• TO DO
Where a line in the data below includes the word "previous", count it. State the total and nothing more.

[Stored data]
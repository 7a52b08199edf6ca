//! Publishes the control plane addresses this node uses to reach the API
//! server.
use std::net::IpAddr;

use futures::StreamExt;
use kubenode_state::State;
use tracing::{debug, info, warn};

use crate::resources::{AffiliateSpec, EndpointSpec, CONTROLPLANE_ENDPOINT_ID};
use crate::shutdown::Shutdown;

/// Owner of the `Endpoint(controlplane)` resource.
pub const OWNER: &str = "endpoint";

/// Keeps `Endpoint(controlplane)` equal to the configured endpoints plus the
/// addresses of every known control plane affiliate.
pub struct EndpointPublisher {
    state: State,
    static_endpoints: Vec<IpAddr>,
}

impl EndpointPublisher {
    /// `static_endpoints` are always part of the published set.
    pub fn new(state: State, static_endpoints: Vec<IpAddr>) -> Self {
        EndpointPublisher {
            state,
            static_endpoints,
        }
    }

    /// Publishes until shutdown.
    pub async fn run(self, mut shutdown: Shutdown) -> anyhow::Result<()> {
        let mut affiliates = self.state.watch::<AffiliateSpec>(None).await;
        if let Err(e) = self.publish().await {
            warn!(error = %e, "Failed to publish control plane endpoints");
        }

        loop {
            tokio::select! {
                _ = shutdown.wait() => return Ok(()),
                event = affiliates.next() => match event {
                    Some(Ok(_)) => {}
                    Some(Err(e)) => {
                        warn!(error = %e, "Affiliate watch failed, restarting");
                        affiliates = self.state.watch::<AffiliateSpec>(None).await;
                    }
                    None => affiliates = self.state.watch::<AffiliateSpec>(None).await,
                },
            }

            if let Err(e) = self.publish().await {
                warn!(error = %e, "Failed to publish control plane endpoints");
            }
        }
    }

    /// Computes and stores the endpoint set.
    ///
    /// An empty set is never written; the previous endpoints stay in place
    /// until some control plane member is known again.
    pub async fn publish(&self) -> anyhow::Result<Option<EndpointSpec>> {
        let affiliates = self.state.list::<AffiliateSpec>().await?;
        let endpoints = EndpointSpec::from_addresses(
            self.static_endpoints.iter().copied().chain(
                affiliates
                    .iter()
                    .map(|a| a.spec())
                    .filter(|a| a.machine_type.is_control_plane())
                    .flat_map(|a| a.addresses.iter().copied()),
            ),
        );

        if endpoints.addresses.is_empty() {
            debug!("No control plane endpoints known");
            return Ok(None);
        }

        let previous = self
            .state
            .get::<EndpointSpec>(CONTROLPLANE_ENDPOINT_ID)
            .await
            .ok()
            .map(|r| r.metadata().version());
        let stored = self
            .state
            .modify::<EndpointSpec, _>(CONTROLPLANE_ENDPOINT_ID, OWNER, |spec| {
                *spec = endpoints.clone()
            })
            .await?;
        if previous != Some(stored.metadata().version()) {
            info!(addresses = ?endpoints.addresses, "Updated control plane endpoints");
        }
        Ok(Some(endpoints))
    }
}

• WRITTEN SOLUTION
3